By Rick Carson
As a child from suburban Chicago, I spent many enjoyable summer weeks on the Island in the early 1950s with my fishing-loving dad (and sometimes mom) at Cedar Lodge on West Harbor operated by Fred and Lil Dale, partaking of fun times with other kids and the great meals prepared by Lil. In 1975, my parents and I made a brief return trip to see if and how the Island had changed. To our delight — not much.
Having lived in Florida for the past 23 few years, I’ve felt drawn for a long overdue visit, motivated in part by church friends and one-time Islanders Les Briesemeister and former wife, Marlyn. This became the year, when I spent the first week in October back on the Island. Verdict: a thumbs up pure delight.
It often was a time of sharing my own Island stories and memories with those I met. These new friends included: Pamela Jean Young of the Jackson Harbor Inn (where I stayed) and her father, Larry; Jeannie, the docent at the Jacobsen Museum; Melinda, a waitperson at the Sailor’s Pub and Kate of Fiddler’s Green. Perhaps my most unexpected surprise was re-connecting with Linda Dale Henning (the daughter of Fred and Lil), whom I hadn’t seen for some 53 years, and her husband, Ken. I took my breakfasts and dinners at the Red Cup, Danish Mill, Nelsen’s Hall, Karly’s, Sailor’s Pub and Fiddler’s Green — each in their own way a definite treat.

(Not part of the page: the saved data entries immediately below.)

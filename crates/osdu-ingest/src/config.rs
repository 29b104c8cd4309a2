//! Ingestion configuration
//!
//! Read from a JSON file (`config.json` by default), then overridden by
//! environment variables, then validated. Key names follow the files the
//! ingestion service already uses; `adme_endpoint` and `adme_credentials`
//! are accepted as aliases.
//!
//! | Key | Env override |
//! |---|---|
//! | `endpoint` | `OSDU_ENDPOINT` |
//! | `credentials.access_token` | `OSDU_ACCESS_TOKEN` |
//! | `data_partition_id` | `OSDU_DATA_PARTITION_ID` |
//! | `max_concurrent_uploads` | `OSDU_MAX_CONCURRENT_UPLOADS` |
//! | `connection_string` | `OSDU_CONNECTION_STRING` |
//! | `container_name` | `OSDU_CONTAINER_NAME` |
//! | `content_root` | `OSDU_CONTENT_ROOT` |
//! | `retry.max_attempts` | `OSDU_RETRY_MAX_ATTEMPTS` |
//! | `retry.delay` | `OSDU_RETRY_DELAY_SECS` |
//! | `output_dir` | `OSDU_OUTPUT_DIR` |

use std::path::{Path, PathBuf};
use std::time::Duration;

use osdu_common::{OsduError, Result};
use serde::{Deserialize, Serialize};
use serde_json::Value;
use tracing::debug;

use crate::retry::{RetryPolicy, DEFAULT_DELAY_SECS, DEFAULT_MAX_ATTEMPTS};

// ============================================================================
// Configuration Constants
// ============================================================================

pub const DEFAULT_CONFIG_FILE: &str = "config.json";
pub const DEFAULT_MAX_CONCURRENT_UPLOADS: usize = 5;
pub const DEFAULT_REGION: &str = "us-east-1";
pub const DEFAULT_OUTPUT_DIR: &str = "./data";

#[derive(Debug, Clone, Default, PartialEq, Serialize, Deserialize)]
pub struct Credentials {
    #[serde(default)]
    pub access_token: String,
}

#[derive(Debug, Clone, PartialEq, Serialize, Deserialize)]
pub struct RetrySettings {
    #[serde(default = "default_max_attempts")]
    pub max_attempts: u32,
    /// Seconds between attempts
    #[serde(default = "default_delay")]
    pub delay: f64,
    /// Per-attempt timeout in seconds
    #[serde(default)]
    pub timeout: Option<f64>,
}

impl Default for RetrySettings {
    fn default() -> Self {
        Self {
            max_attempts: DEFAULT_MAX_ATTEMPTS,
            delay: DEFAULT_DELAY_SECS as f64,
            timeout: None,
        }
    }
}

fn default_max_attempts() -> u32 {
    DEFAULT_MAX_ATTEMPTS
}

fn default_delay() -> f64 {
    DEFAULT_DELAY_SECS as f64
}

fn default_max_concurrent() -> usize {
    DEFAULT_MAX_CONCURRENT_UPLOADS
}

fn default_region() -> String {
    DEFAULT_REGION.to_string()
}

fn default_output_dir() -> PathBuf {
    PathBuf::from(DEFAULT_OUTPUT_DIR)
}

#[derive(Debug, Clone, PartialEq, Serialize, Deserialize)]
pub struct IngestConfig {
    /// Base URL of the data platform
    #[serde(alias = "adme_endpoint", default)]
    pub endpoint: String,

    #[serde(alias = "adme_credentials", default)]
    pub credentials: Credentials,

    #[serde(default)]
    pub data_partition_id: String,

    #[serde(default = "default_max_concurrent")]
    pub max_concurrent_uploads: usize,

    /// Object store endpoint URL; `None` means the provider default
    #[serde(default)]
    pub connection_string: Option<String>,

    /// Bucket holding the files to ingest
    #[serde(default)]
    pub container_name: String,

    #[serde(default = "default_region")]
    pub region: String,

    /// Read content from this local directory instead of the object store
    #[serde(default)]
    pub content_root: Option<PathBuf>,

    #[serde(default)]
    pub retry: RetrySettings,

    #[serde(default)]
    pub dry_run: bool,

    /// Inline schema catalog, same shapes as a schemas file
    #[serde(default)]
    pub osdu_schemas: Option<Value>,

    /// Where pipeline artifacts are written
    #[serde(default = "default_output_dir")]
    pub output_dir: PathBuf,
}

impl Default for IngestConfig {
    fn default() -> Self {
        Self {
            endpoint: String::new(),
            credentials: Credentials::default(),
            data_partition_id: String::new(),
            max_concurrent_uploads: DEFAULT_MAX_CONCURRENT_UPLOADS,
            connection_string: None,
            container_name: String::new(),
            region: default_region(),
            content_root: None,
            retry: RetrySettings::default(),
            dry_run: false,
            osdu_schemas: None,
            output_dir: default_output_dir(),
        }
    }
}

impl IngestConfig {
    /// Parse a configuration file without applying overrides.
    pub fn from_file(path: &Path) -> Result<Self> {
        let content = std::fs::read_to_string(path).map_err(|e| {
            OsduError::config(format!("cannot read config file {}: {}", path.display(), e))
        })?;
        let config: Self = serde_json::from_str(&content).map_err(|e| {
            OsduError::config(format!("invalid config file {}: {}", path.display(), e))
        })?;
        debug!(path = %path.display(), "Loaded configuration file");
        Ok(config)
    }

    /// Load the file when given (a missing file is an error), apply
    /// environment overrides and validate.
    pub fn load(path: Option<&Path>) -> Result<Self> {
        let config = match path {
            Some(path) => Self::from_file(path)?,
            None => Self::default(),
        };
        let config = config.apply_env()?;
        config.validate()?;
        Ok(config)
    }

    /// Configuration from defaults and environment only
    pub fn from_env() -> Result<Self> {
        Self::load(None)
    }

    pub fn apply_env(self) -> Result<Self> {
        self.apply_overrides(|key| std::env::var(key).ok())
    }

    fn apply_overrides(mut self, var: impl Fn(&str) -> Option<String>) -> Result<Self> {
        if let Some(endpoint) = var("OSDU_ENDPOINT") {
            self.endpoint = endpoint;
        }
        if let Some(token) = var("OSDU_ACCESS_TOKEN") {
            self.credentials.access_token = token;
        }
        if let Some(partition) = var("OSDU_DATA_PARTITION_ID") {
            self.data_partition_id = partition;
        }
        if let Some(limit) = var("OSDU_MAX_CONCURRENT_UPLOADS") {
            self.max_concurrent_uploads = parse_env("OSDU_MAX_CONCURRENT_UPLOADS", &limit)?;
        }
        if let Some(connection) = var("OSDU_CONNECTION_STRING") {
            self.connection_string = Some(connection);
        }
        if let Some(container) = var("OSDU_CONTAINER_NAME") {
            self.container_name = container;
        }
        if let Some(root) = var("OSDU_CONTENT_ROOT") {
            self.content_root = Some(PathBuf::from(root));
        }
        if let Some(attempts) = var("OSDU_RETRY_MAX_ATTEMPTS") {
            self.retry.max_attempts = parse_env("OSDU_RETRY_MAX_ATTEMPTS", &attempts)?;
        }
        if let Some(delay) = var("OSDU_RETRY_DELAY_SECS") {
            self.retry.delay = parse_env("OSDU_RETRY_DELAY_SECS", &delay)?;
        }
        if let Some(dir) = var("OSDU_OUTPUT_DIR") {
            self.output_dir = PathBuf::from(dir);
        }
        Ok(self)
    }

    pub fn validate(&self) -> Result<()> {
        if self.max_concurrent_uploads == 0 {
            return Err(OsduError::config("max_concurrent_uploads must be at least 1"));
        }
        if !self.retry.delay.is_finite() || self.retry.delay < 0.0 {
            return Err(OsduError::config("retry.delay must be a non-negative number of seconds"));
        }
        if let Some(timeout) = self.retry.timeout {
            if !timeout.is_finite() || timeout <= 0.0 {
                return Err(OsduError::config("retry.timeout must be a positive number of seconds"));
            }
        }
        self.retry_policy().validate()
    }

    /// Checks needed before talking to the data platform
    pub fn validate_remote(&self) -> Result<()> {
        if self.endpoint.trim().is_empty() {
            return Err(OsduError::config(
                "endpoint is not set (config 'endpoint' or OSDU_ENDPOINT)",
            ));
        }
        if self.credentials.access_token.trim().is_empty() {
            return Err(OsduError::config(
                "access token is not set (config 'credentials.access_token' or OSDU_ACCESS_TOKEN)",
            ));
        }
        Ok(())
    }

    pub fn retry_policy(&self) -> RetryPolicy {
        let mut policy = RetryPolicy::new(
            self.retry.max_attempts,
            Duration::from_secs_f64(self.retry.delay.max(0.0)),
        );
        if let Some(timeout) = self.retry.timeout.filter(|t| t.is_finite() && *t > 0.0) {
            policy = policy.with_attempt_timeout(Duration::from_secs_f64(timeout));
        }
        policy
    }
}

fn parse_env<T: std::str::FromStr>(key: &str, value: &str) -> Result<T> {
    value
        .trim()
        .parse()
        .map_err(|_| OsduError::config(format!("{} has an invalid value: '{}'", key, value)))
}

Understandably, the Island has changed significantly from the place I had remembered but perhaps only superficially, mostly due to the many new and expensive homes. The people I encountered were, to a person, friendly and welcoming and eager to learn the reasons for my visit. Everyone seems to know everyone else, greeting on a first-name basis, which I saw demonstrated over and over in restaurants and shops. It still brings a smile to my face.
It didn’t take me long to adopt the two-fingers-raised-up-from-the-steering-wheel “hello” that just about every passing motorist exercises (and which I now need to un-learn because here where I live people would think I’m crazy). And there was the time I had trouble getting your bank’s ATM to cooperate for a withdrawal and the unexpected offer from a teller to work with me to get the cash I needed. I’m not sure a “stranger” would have found such a helping hand at most other banks.
The early autumn weather basically cooperated — though I was probably a couple weeks too early for the blazing fall colors I’d hoped to enjoy. Got lots of great photographs nevertheless.
I hope Islanders appreciate what a jewel you have. The mix of sparkling waters, both stoney and sandy shorelines, diverse woods and rich green fields and pastures probably is old hat to many, but to visitors it’s a special charm. To most observers you may have much of the same topography, waters, plants and animals as the rest of Door County, but the 30 minute ferry ride “separates” you from all those who aren’t willing to expend some extra time, effort and, yes, dollars it takes to come over. You’ve got to invest something in order to pay a visit and be rewarded, and I think that helps you retain a certain out-of-the-ordinary hospitality you generously share with outsiders like me that we’re not going to experience elsewhere.
So thank you, Washington Island, for so nicely fulfilling one of the entries on my “bucket” list. But maybe I’m not finished — I’m considering a spring visit.